Four Enemies of Compassion

by Oct 20, 2011

Gospel-driven compassion is required for us to have Christ-like influence in the world, but there are habits and attitudes that drain compassion from our hearts. Darrin Patrick lists a few of them:

When I first went into ministry, I had an overwhelming sensation that I was alive for the first time. I was utterly consumed with teaching, shepherding, leading, and counseling, to the point that I neglected other responsibilities in order to do more ministry. I could not imagine not enjoying ministry. Over the years I have realized that the joys of ministering to people are often crowded out by the demanding schedule of ministry.
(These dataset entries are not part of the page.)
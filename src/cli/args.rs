//! CLI argument definitions using clap

use std::path::PathBuf;

use clap::{Args, Parser, Subcommand, ValueHint};

use crate::config::DEFAULT_ACCOUNT;
use crate::domain::{TaxonId, Thresholds};

/// Partition Open Tree of Life subtrees into size-bounded clade records and sync them to ATProto
#[derive(Parser, Debug)]
#[command(name = "cladesync")]
#[command(author, version, about, long_about = None)]
#[command(propagate_version = true)]
pub struct Cli {
    /// Verbosity (-v info, -vv debug, -vvv trace)
    #[arg(short, long, global = true, action = clap::ArgAction::Count)]
    pub verbose: u8,

    /// Config file layered over the global one
    #[arg(short, long, global = true, value_hint = ValueHint::FilePath)]
    pub config: Option<PathBuf>,

    #[command(subcommand)]
    pub command: Option<Commands>,
}

/// Which subtree to fetch and how much of it.
#[derive(Args, Debug, Clone)]
pub struct FetchArgs {
    /// OTT id of the subtree root (e.g. 244265 for Mammalia)
    #[arg(short, long)]
    pub root: TaxonId,

    /// Depth limit asked from the tree service
    #[arg(long)]
    pub height_limit: Option<u32>,

    /// Drop nodes deeper than this while flattening (root = 0)
    #[arg(long)]
    pub max_depth: Option<usize>,

    /// Skip common-name lookup
    #[arg(long)]
    pub no_enrich: bool,
}

/// Threshold overrides; unset values come from config.
#[derive(Args, Debug, Clone, Default)]
pub struct PartitionArgs {
    /// Soft clade size in nodes
    #[arg(long)]
    pub target: Option<usize>,

    /// Smallest subtree split into its own clade
    #[arg(long)]
    pub floor: Option<usize>,

    /// Clade size past which only leaves are inlined
    #[arg(long)]
    pub hard_max: Option<usize>,
}

impl PartitionArgs {
    pub fn apply(&self, base: Thresholds) -> Thresholds {
        Thresholds {
            target: self.target.unwrap_or(base.target),
            floor: self.floor.unwrap_or(base.floor),
            hard_max: self.hard_max.unwrap_or(base.hard_max),
        }
    }
}

/// Destination repository and write behaviour.
#[derive(Args, Debug, Clone)]
pub struct StoreArgs {
    /// Account preset from [accounts.<name>]
    #[arg(short, long, default_value = DEFAULT_ACCOUNT)]
    pub account: String,

    /// Write one record per call instead of batching
    #[arg(long)]
    pub no_batch: bool,
}

#[derive(Subcommand, Debug)]
pub enum Commands {
    /// Fetch and partition a subtree without writing
    Plan {
        #[command(flatten)]
        fetch: FetchArgs,

        #[command(flatten)]
        partition: PartitionArgs,

        /// Show the clade hierarchy down to this depth
        #[arg(long)]
        tree: Option<usize>,

        /// Show the largest encoded records
        #[arg(long)]
        sizes: bool,

        /// Write the partition as JSON
        #[arg(long, value_hint = ValueHint::FilePath)]
        dump: Option<PathBuf>,
    },

    /// Fetch, partition and write a subtree
    Sync {
        #[command(flatten)]
        fetch: FetchArgs,

        #[command(flatten)]
        partition: PartitionArgs,

        #[command(flatten)]
        store: StoreArgs,

        /// Overwrite records that already exist
        #[arg(long)]
        replace: bool,
    },

    /// Add common names to an already synced tree and rewrite its records
    Enrich {
        /// OTT id of the synced tree's root
        #[arg(short, long)]
        root: TaxonId,

        #[command(flatten)]
        partition: PartitionArgs,

        #[command(flatten)]
        store: StoreArgs,

        /// Replace common names that are already set
        #[arg(long)]
        force: bool,

        /// Delete this tree's stored clades that the new partition no longer produces
        #[arg(long)]
        prune: bool,
    },

    /// Manage settings
    Config {
        #[command(subcommand)]
        command: ConfigCommands,
    },

    /// Generate shell completions
    Completion {
        /// Shell type
        #[arg(value_enum)]
        shell: clap_complete::Shell,
    },
}

#[derive(Subcommand, Debug)]
pub enum ConfigCommands {
    /// Show merged config
    Show,

    /// Print a config template
    Template,

    /// Show config paths
    Path,
}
I find that I can get so immersed in the busyness of ministry that I lose the pleasure of ministry.

When the needs of people consistently make you angry, when you avoid people because you’re afraid they might need something from you, when you frequently tune out during conversations, you need to know that you are no longer caring for people.

There is a difference between simply being busy and being hurried. Being busy is about the things you have to do. Being hurried is the spiritual, mental, and emotional state that you are in when trying to do the things you have to do. You can be busy without being hurried.
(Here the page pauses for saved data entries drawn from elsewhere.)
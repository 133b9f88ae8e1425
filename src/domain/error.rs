//! Domain-level errors (no external dependencies)

use thiserror::Error;

use crate::domain::entities::TaxonId;

/// Domain errors represent violations of tree and partitioning invariants.
/// These are independent of infrastructure concerns.
#[derive(Error, Debug, Clone, PartialEq, Eq)]
pub enum DomainError {
    #[error("empty tree: nothing to partition")]
    EmptyTree,

    #[error("no root node found (every node has a parent)")]
    NoRoot,

    #[error("multiple root nodes: {0} and {1}")]
    MultipleRoots(TaxonId, TaxonId),

    #[error("duplicate taxon id: {0}")]
    DuplicateTaxon(TaxonId),

    #[error("taxon {child} references unknown parent {parent}")]
    UnknownParent { child: TaxonId, parent: TaxonId },

    #[error("cycle detected in hierarchy: {0} is unreachable from the root")]
    CycleDetected(TaxonId),

    #[error("invalid thresholds: {message}")]
    InvalidThresholds { message: String },

    #[error("clade record not found: {0}")]
    MissingClade(TaxonId),

    #[error("clade {0} is referenced more than once")]
    DuplicateReference(TaxonId),

    #[error("invalid clade record {key}: {message}")]
    InvalidRecord { key: String, message: String },
}

/// Result type for domain operations.
pub type DomainResult<T> = Result<T, DomainError>;
//! Common-name enrichment service
//!
//! Two best-effort passes against a [`NameSource`]: the vernacular-name
//! property first, then English labels for the ids still unnamed. A failed
//! batch costs only its own names.

use std::collections::HashMap;
use std::sync::Arc;
use std::time::Duration;

use tracing::{debug, info, instrument, warn};

use crate::application::retry::pause;
use crate::config::EnrichmentSettings;
use crate::domain::{accept_label, NamePass, TaxonId, TaxonNode};
use crate::infrastructure::traits::NameSource;

#[derive(Debug, Clone)]
pub struct EnrichmentOptions {
    pub batch_size: usize,
    pub delay: Duration,
    /// Replace common names that are already set
    pub force: bool,
}

impl EnrichmentOptions {
    pub fn from_settings(settings: &EnrichmentSettings) -> Self {
        Self {
            batch_size: settings.batch_size,
            delay: Duration::from_millis(settings.delay_ms),
            force: false,
        }
    }

    pub fn with_force(mut self, force: bool) -> Self {
        self.force = force;
        self
    }
}

#[derive(Debug, Clone, Default, PartialEq, Eq)]
pub struct EnrichmentReport {
    pub looked_up: usize,
    pub from_vernacular: usize,
    pub from_label: usize,
    /// Nodes whose common name differs from before the run
    pub changed: usize,
    pub failed_batches: usize,
}

impl EnrichmentReport {
    pub fn named(&self) -> usize {
        self.from_vernacular + self.from_label
    }
}

pub struct EnrichmentService {
    names: Arc<dyn NameSource>,
    options: EnrichmentOptions,
}

impl EnrichmentService {
    pub fn new(names: Arc<dyn NameSource>, options: EnrichmentOptions) -> Self {
        Self { names, options }
    }

    /// Attach common names to `nodes` in place.
    #[instrument(level = "debug", skip(self, nodes), fields(nodes = nodes.len()))]
    pub fn enrich(&self, nodes: &mut [TaxonNode]) -> EnrichmentReport {
        let force = self.options.force;
        let ids: Vec<TaxonId> = nodes
            .iter()
            .filter(|n| force || n.common_name.is_none())
            .map(|n| n.id)
            .collect();
        let mut report = EnrichmentReport {
            looked_up: ids.len(),
            ..Default::default()
        };
        if ids.is_empty() {
            return report;
        }
        let scientific: HashMap<TaxonId, &str> =
            nodes.iter().map(|n| (n.id, n.name.as_str())).collect();

        let mut found: HashMap<TaxonId, String> = HashMap::new();
        self.run_pass(NamePass::Vernacular, &ids, &mut report, |id, name| {
            // shortest name wins
            let shorter = found
                .get(&id)
                .map_or(true, |current| name.chars().count() < current.chars().count());
            if shorter {
                found.insert(id, name);
            }
        });
        report.from_vernacular = found.len();

        let remaining: Vec<TaxonId> = ids.iter().copied().filter(|id| !found.contains_key(id)).collect();
        if !remaining.is_empty() {
            pause(self.options.delay);
            let mut labels: HashMap<TaxonId, String> = HashMap::new();
            self.run_pass(NamePass::Label, &remaining, &mut report, |id, name| {
                if labels.contains_key(&id) {
                    return;
                }
                if accept_label(&name, scientific.get(&id).copied()) {
                    labels.insert(id, name);
                }
            });
            report.from_label = labels.len();
            found.extend(labels);
        }

        for node in nodes.iter_mut() {
            if let Some(name) = found.remove(&node.id) {
                if node.common_name.as_deref() != Some(name.as_str()) {
                    node.common_name = Some(name);
                    report.changed += 1;
                }
            }
        }
        info!(
            "enrichment: {} of {} named ({} vernacular, {} label), {} changed, {} failed batches",
            report.named(),
            report.looked_up,
            report.from_vernacular,
            report.from_label,
            report.changed,
            report.failed_batches
        );
        report
    }

    fn run_pass(
        &self,
        pass: NamePass,
        ids: &[TaxonId],
        report: &mut EnrichmentReport,
        mut accept: impl FnMut(TaxonId, String),
    ) {
        let batches: Vec<&[TaxonId]> = ids.chunks(self.options.batch_size.max(1)).collect();
        debug!("{pass} pass: {} ids in {} batches", ids.len(), batches.len());
        for (i, batch) in batches.iter().enumerate() {
            if i > 0 {
                pause(self.options.delay);
            }
            match self.names.lookup(pass, batch) {
                Ok(hits) => {
                    for hit in hits {
                        accept(hit.id, hit.name);
                    }
                }
                Err(e) => {
                    warn!("{pass} batch {}/{} failed: {e}", i + 1, batches.len());
                    report.failed_batches += 1;
                }
            }
        }
    }
}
As a new pastor I could not even understand a journal entry like this: “I’m tired, Lord. Bone weary from the inside out. I’m tired of a con- stantly cluttered desk and an overcrowded calendar. I’m tired of problems I can’t solve, and hurts I can’t heal. I’m tired of deadlines and decisions—duties done without any pleasure. I can’t remember the last time I walked barefoot outside or took time to smell the air after the rain. I can’t recall the last time I smelled coffee and paused to enjoy it. I want to feel. I want to laugh. I want to cry. I want to live life to the fullest. I want to love, and be loved.” (Richard Exley)
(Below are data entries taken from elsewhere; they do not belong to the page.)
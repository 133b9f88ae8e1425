//! Tests for TreeFlattener against arguson fixtures

use std::collections::HashMap;
use std::fs;

use rstest::rstest;

use cladesync::domain::{ArgusonNode, ArgusonTaxon, TaxonId, TaxonNode, TaxonTree, TreeFlattener};
use cladesync::infrastructure::otol::decode_subtree;
use cladesync::util::testing::init_test_setup;

fn load(name: &str) -> ArgusonNode {
    let path = format!("tests/resources/arguson/{name}.json");
    let text = fs::read_to_string(&path).unwrap();
    serde_json::from_str(&text).unwrap()
}

fn by_id(nodes: &[TaxonNode]) -> HashMap<TaxonId, &TaxonNode> {
    nodes.iter().map(|n| (n.id, n)).collect()
}

fn named(id: TaxonId, children: Vec<ArgusonNode>) -> ArgusonNode {
    ArgusonNode {
        node_id: Some(format!("ott{id}")),
        taxon: Some(ArgusonTaxon {
            ott_id: Some(id),
            name: Some(format!("n{id}")),
            ..Default::default()
        }),
        num_tips: None,
        children,
    }
}

#[test]
fn given_fixture_when_flattening_then_preorder_with_anonymous_nodes_collapsed() {
    init_test_setup();
    let nodes = TreeFlattener::new().flatten(&load("small_clade"));

    let ids: Vec<TaxonId> = nodes.iter().map(|n| n.id).collect();
    assert_eq!(ids, vec![100, 101, 102, 110, 111, 112, 120]);

    let nodes = by_id(&nodes);
    assert_eq!(nodes[&100].parent_id, None);
    assert_eq!(nodes[&101].parent_id, Some(100));
    assert_eq!(nodes[&102].parent_id, Some(100));
    // two anonymous levels between 110 and 112
    assert_eq!(nodes[&112].parent_id, Some(110));
    assert_eq!(nodes[&100].child_ids, vec![101, 102, 110, 120]);
    assert_eq!(nodes[&110].child_ids, vec![111, 112]);
}

#[test]
fn given_fixture_when_flattening_then_counts_and_attributes_are_filled() {
    let nodes = TreeFlattener::new().flatten(&load("small_clade"));
    let nodes = by_id(&nodes);

    assert_eq!(nodes[&100].descendant_count, 7);
    assert_eq!(nodes[&110].descendant_count, 3);
    assert_eq!(nodes[&101].descendant_count, 1);
    assert_eq!(nodes[&100].num_tips, 6);
    assert_eq!(nodes[&100].rank, "family");
    assert_eq!(nodes[&101].name, "Testus alpha");
    assert!(nodes.values().all(|n| n.common_name.is_none()));
}

#[test]
fn given_taxon_without_name_or_rank_when_flattening_then_falls_back() {
    let nodes = TreeFlattener::new().flatten(&load("small_clade"));
    let nodes = by_id(&nodes);

    assert_eq!(nodes[&120].name, "ott120");
    assert_eq!(nodes[&120].rank, "no rank");
}

#[test]
fn given_root_without_taxon_id_when_flattening_then_empty() {
    let nodes = TreeFlattener::new().flatten(&load("anonymous_root"));
    assert!(nodes.is_empty());
}

#[rstest]
#[case(Some(0), vec![100])]
#[case(Some(1), vec![100, 110, 120])]
#[case(Some(2), vec![100, 101, 102, 110, 111, 120])]
#[case(Some(4), vec![100, 101, 102, 110, 111, 112, 120])]
#[case(None, vec![100, 101, 102, 110, 111, 112, 120])]
fn given_max_depth_when_flattening_then_anonymous_levels_count(
    #[case] max_depth: Option<usize>,
    #[case] expected: Vec<TaxonId>,
) {
    let nodes = TreeFlattener::with_max_depth(max_depth).flatten(&load("small_clade"));

    let ids: Vec<TaxonId> = nodes.iter().map(|n| n.id).collect();
    assert_eq!(ids, expected);
    // child lists never point past the cut
    for node in &nodes {
        assert!(node.child_ids.iter().all(|c| ids.contains(c)));
    }
}

#[test]
fn given_flattened_fixture_when_indexing_then_forms_valid_tree() {
    let nodes = TreeFlattener::new().flatten(&load("small_clade"));

    let tree = TaxonTree::from_nodes(nodes).unwrap();

    assert_eq!(tree.root_id(), 100);
    assert_eq!(tree.subtree_size(110), Some(3));
}

#[test]
fn given_deep_chain_when_flattening_then_does_not_recurse() {
    let depth: TaxonId = 2_000;
    let mut tree = named(depth, Vec::new());
    for id in (1..depth).rev() {
        tree = named(id, vec![tree]);
    }

    let nodes = TreeFlattener::new().flatten(&tree);

    assert_eq!(nodes.len(), 2_000);
    assert_eq!(nodes[0].descendant_count, 2_000);
    assert_eq!(nodes[1_999].parent_id, Some(1_999));
}

/// `{"arguson": ...}` body `levels` deep; odd levels named, even levels anonymous.
fn deep_subtree_body(levels: u64) -> String {
    let mut json = String::new();
    for level in 1..=levels {
        if level % 2 == 0 {
            json.push_str(&format!(r#"{{"node_id":"mrcaott{level}","children":["#));
        } else {
            json.push_str(&format!(
                r#"{{"node_id":"ott{level}","taxon":{{"ott_id":{level},"name":"n{level}"}},"children":["#
            ));
        }
    }
    json.push_str(&"]}".repeat(levels as usize));
    format!(r#"{{"arguson":{json}}}"#)
}

#[test]
fn given_deeply_nested_response_when_decoding_then_flattens_every_named_level() {
    let body = deep_subtree_body(301);
    assert!(serde_json::from_str::<serde_json::Value>(&body).is_err());

    let tree = decode_subtree(body.as_bytes()).unwrap().unwrap();
    let nodes = TreeFlattener::new().flatten(&tree);

    assert_eq!(nodes.len(), 151);
    assert_eq!(nodes[0].id, 1);
    assert_eq!(nodes[0].descendant_count, 151);
    // anonymous levels in between are collapsed
    assert_eq!(nodes[1].parent_id, Some(1));
    assert_eq!(nodes[150].id, 301);
    assert_eq!(nodes[150].parent_id, Some(299));
}

#[test]
fn given_response_without_tree_when_decoding_then_none() {
    let tree = decode_subtree(br#"{"arguson": null}"#).unwrap();
    assert!(tree.is_none());
}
There is a vertical aspect to self-righteousness (I am trying to gain right standing with God with my good work instead of Christ’s). But there is also a horizontal aspect to self-righteousness (I am trying to be right before God because I compare my sin with others’). The horizontal form of self-righteousness is one of the main reasons people don’t forgive people close to them, much less be compassionate toward people not close to them.

One of the hardest things to overcome in loving hurting people is absorbing their hurt, rejection, and shame without pulling back emotionally. The root of the word compassion in English means “to be together [com] with someone’s pain [passion].” So to demonstrate compassion toward someone is to agree at that moment to enter into suffering with them, to choose to enter their reality—hopes, dreams, sins, and rebellion. If your heart is clogged up with protecting yourself, you are unable to enter into the loves of other people because all your energies will be consumed with avoiding their pain. Compassion is the only way not to focus on your own comfort. Compassion is the God-given emotion that enables us to be distracted from our own wants and focused on others’ needs.

Compassion, most assuredly, is deep within us as followers of Christ. We know this because the same Spirit who moved Jesus with compassion lives in us, and that same Spirit yearns to move us toward compassion just as he moves preachers to preach and leaders to lead. Just as we need the Spirit’s guidance to reveal truth to us in Scripture, so do we need the guidance of the Spirit to birth compassion in us regularly. God, when he revealed himself to Moses, described himself as compassionate.14 Ultimately, not tapping into this well of compassion is an issue to be taken up with the Lord himself.